«Надо будет завтра заняться письмами. Бригитт и архиепископу. Ну, может, и жене. Да, жене тоже нужно. Порадовать всех моей победой».
Он вернулся и отыскал Шуберта, тот следил за тем, как саперы разбирают красивую медную посуду на кухне.
– На втором этаже в господских покоях отличная обивка на стенах. Выберите двух самых умелых людей, чтобы сняли ее без повреждений, уж очень она хороша.
– Сейчас же пойду посмотрю, что можно сделать, – отвечал инженер. – Если она не клееная, а прибитая, то снимем без потрат. Одно плохо, телег взяли слишком мало, те двенадцать, что были, мы уже наполнили.
– Я возвращаюсь в лагерь, нагруженные заберу, пришлю еще телег, – пообещал кавалер. – Сколько телег прислать?
– Думаю, два десятка будет довольно, – прикидывал инженер, – ночевать тут останемся, за вечер и утро все соберем, обивку снимем, к обеду дом будет пуст.
– Оставлю вам пять солдат и сержанта на всякий случай, – сказал кавалер, на том они и распрощались.
Ждать до утра не смог, как приехал, так сразу сел писать письма, и первое письмо, вот глупость какая, конечно же, написал Бригитт.

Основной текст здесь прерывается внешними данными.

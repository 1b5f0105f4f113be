//! Per-view refresh timings.
//!
//! The view controller reports one sample for every refresh it applies, and
//! bumps a counter for every response it drops as stale or every refresh that
//! fails. `get_rollups` summarizes the recent window for each view.

use std::collections::{BTreeMap, VecDeque};
use std::sync::OnceLock;
use std::time::Duration;

use chrono::Utc;
use parking_lot::Mutex;
use serde::Serialize;

/// Samples kept per view; older ones fall out of the percentiles.
const SAMPLE_WINDOW: usize = 256;

/// Refreshes slower than this count as over budget.
pub const QUERY_BUDGET: Duration = Duration::from_millis(750);

#[derive(Debug, Clone, Serialize)]
#[serde(rename_all = "camelCase")]
pub struct ViewLatencyRollup {
    pub view: String,
    pub samples: usize,
    pub p50_ms: u64,
    pub p95_ms: u64,
    pub max_ms: u64,
    pub over_budget: u64,
    /// Responses that arrived after a newer refresh had started.
    pub discarded: u64,
    pub failed: u64,
}

#[derive(Debug, Clone, Serialize)]
#[serde(rename_all = "camelCase")]
pub struct LatencyRollupsPayload {
    pub generated_at: String,
    pub budget_ms: u64,
    /// Sorted by view name.
    pub views: Vec<ViewLatencyRollup>,
}

#[derive(Debug, Default)]
struct ViewTimings {
    recent_ms: VecDeque<u64>,
    over_budget: u64,
    discarded: u64,
    failed: u64,
}

impl ViewTimings {
    fn push(&mut self, elapsed: Duration) {
        if elapsed > QUERY_BUDGET {
            self.over_budget += 1;
        }
        if self.recent_ms.len() == SAMPLE_WINDOW {
            self.recent_ms.pop_front();
        }
        self.recent_ms
            .push_back(u64::try_from(elapsed.as_millis()).unwrap_or(u64::MAX));
    }

    fn rollup(&self, view: &str) -> ViewLatencyRollup {
        let mut sorted: Vec<u64> = self.recent_ms.iter().copied().collect();
        sorted.sort_unstable();
        ViewLatencyRollup {
            view: view.to_string(),
            samples: sorted.len(),
            p50_ms: nearest_rank(&sorted, 50),
            p95_ms: nearest_rank(&sorted, 95),
            max_ms: sorted.last().copied().unwrap_or(0),
            over_budget: self.over_budget,
            discarded: self.discarded,
            failed: self.failed,
        }
    }
}

/// Nearest-rank percentile of an ascending slice; zero when empty.
fn nearest_rank(sorted: &[u64], pct: usize) -> u64 {
    if sorted.is_empty() {
        return 0;
    }
    let rank = (pct * sorted.len()).div_ceil(100);
    sorted[rank.saturating_sub(1).min(sorted.len() - 1)]
}

#[derive(Debug, Default)]
struct TimingLog {
    views: Mutex<BTreeMap<String, ViewTimings>>,
}

impl TimingLog {
    fn with_view(&self, view: &str, update: impl FnOnce(&mut ViewTimings)) {
        let mut views = self.views.lock();
        update(views.entry(view.to_string()).or_default());
    }

    fn rollups(&self) -> LatencyRollupsPayload {
        let views = self.views.lock();
        LatencyRollupsPayload {
            generated_at: Utc::now().to_rfc3339(),
            budget_ms: u64::try_from(QUERY_BUDGET.as_millis()).unwrap_or(u64::MAX),
            views: views
                .iter()
                .map(|(view, timings)| timings.rollup(view))
                .collect(),
        }
    }
}

fn timings() -> &'static TimingLog {
    static LOG: OnceLock<TimingLog> = OnceLock::new();
    LOG.get_or_init(TimingLog::default)
}

/// Record the round trip of an applied refresh.
pub fn record_latency(view: &str, elapsed: Duration) {
    timings().with_view(view, |t| t.push(elapsed));
}

pub fn increment_discarded(view: &str) {
    timings().with_view(view, |t| t.discarded += 1);
}

pub fn increment_failed(view: &str) {
    timings().with_view(view, |t| t.failed += 1);
}

pub fn get_rollups() -> LatencyRollupsPayload {
    timings().rollups()
}

#[cfg(test)]
mod tests {
    use super::*;

    fn ms(n: u64) -> Duration {
        Duration::from_millis(n)
    }

    #[test]
    fn test_nearest_rank() {
        assert_eq!(nearest_rank(&[], 95), 0);
        assert_eq!(nearest_rank(&[10, 20, 30], 50), 20);
        assert_eq!(nearest_rank(&[10, 20, 30], 95), 30);
        assert_eq!(nearest_rank(&[7], 50), 7);
    }

    #[test]
    fn test_window_keeps_most_recent_samples() {
        let mut timings = ViewTimings::default();
        for n in 1..=300 {
            timings.push(ms(n));
        }
        let rollup = timings.rollup("ConversationsView");
        assert_eq!(rollup.samples, SAMPLE_WINDOW);
        assert_eq!(rollup.max_ms, 300);
        // Samples 45..=300 remain.
        assert_eq!(rollup.p50_ms, 172);
    }

    #[test]
    fn test_over_budget_counts_only_slower_refreshes() {
        let mut timings = ViewTimings::default();
        for n in [100, 750, 751, 2_000] {
            timings.push(ms(n));
        }
        assert_eq!(timings.rollup("DashboardView").over_budget, 2);
    }

    #[test]
    fn test_counters_and_ordering() {
        let log = TimingLog::default();
        log.with_view("MeetingsView", |t| t.push(ms(5)));
        log.with_view("AnalysesView", |t| t.discarded += 1);
        log.with_view("AnalysesView", |t| t.discarded += 1);
        log.with_view("AnalysesView", |t| t.failed += 1);

        let payload = log.rollups();
        assert_eq!(payload.budget_ms, 750);
        let names: Vec<&str> = payload.views.iter().map(|v| v.view.as_str()).collect();
        assert_eq!(names, vec!["AnalysesView", "MeetingsView"]);

        let analyses = &payload.views[0];
        assert_eq!(analyses.discarded, 2);
        assert_eq!(analyses.failed, 1);
        assert_eq!(analyses.samples, 0);
        assert_eq!(analyses.p95_ms, 0);
    }
}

Раньше ему, конечно, женщины тоже нравились, взять хоть ту же Брунхильду, он и ревновал ее даже. Но чтобы так вот желать написать письмо, писать ей слова всякие, хвастать своими успехами, про обивку стен писать, узнавать, как она поживает, как чрево ее? «Старею, что ли?»
Самому ему от этих чувств становилось не по себе, а может, даже стыдно. Поэтому многие ласковые слова, что сами лезли в голову, писать ей не стал. Слишком ласково тоже нехорошо, а то возомнит еще о себе. Перечитал послание. Дрянь. «Скучаю безмерно. Руки ваши желаю целовать». Сопли, совсем как юнец глупый написал. Посмеется еще бабенка. Скомкал бумагу, взялся писать другое. Опять не получалось так, как он хотел. Но этот текст был уже более зрелый, более достойный, где все по делу. Писал, но все равно получалось плохо. Когда с ним такое было, чтобы он письма написать толкового не мог? Да никогда! Кавалер ротным писарем в молодости бывал, знал, как писать, а тут не справлялся с письмом к женщине… Тем не менее письмо ей он дописал.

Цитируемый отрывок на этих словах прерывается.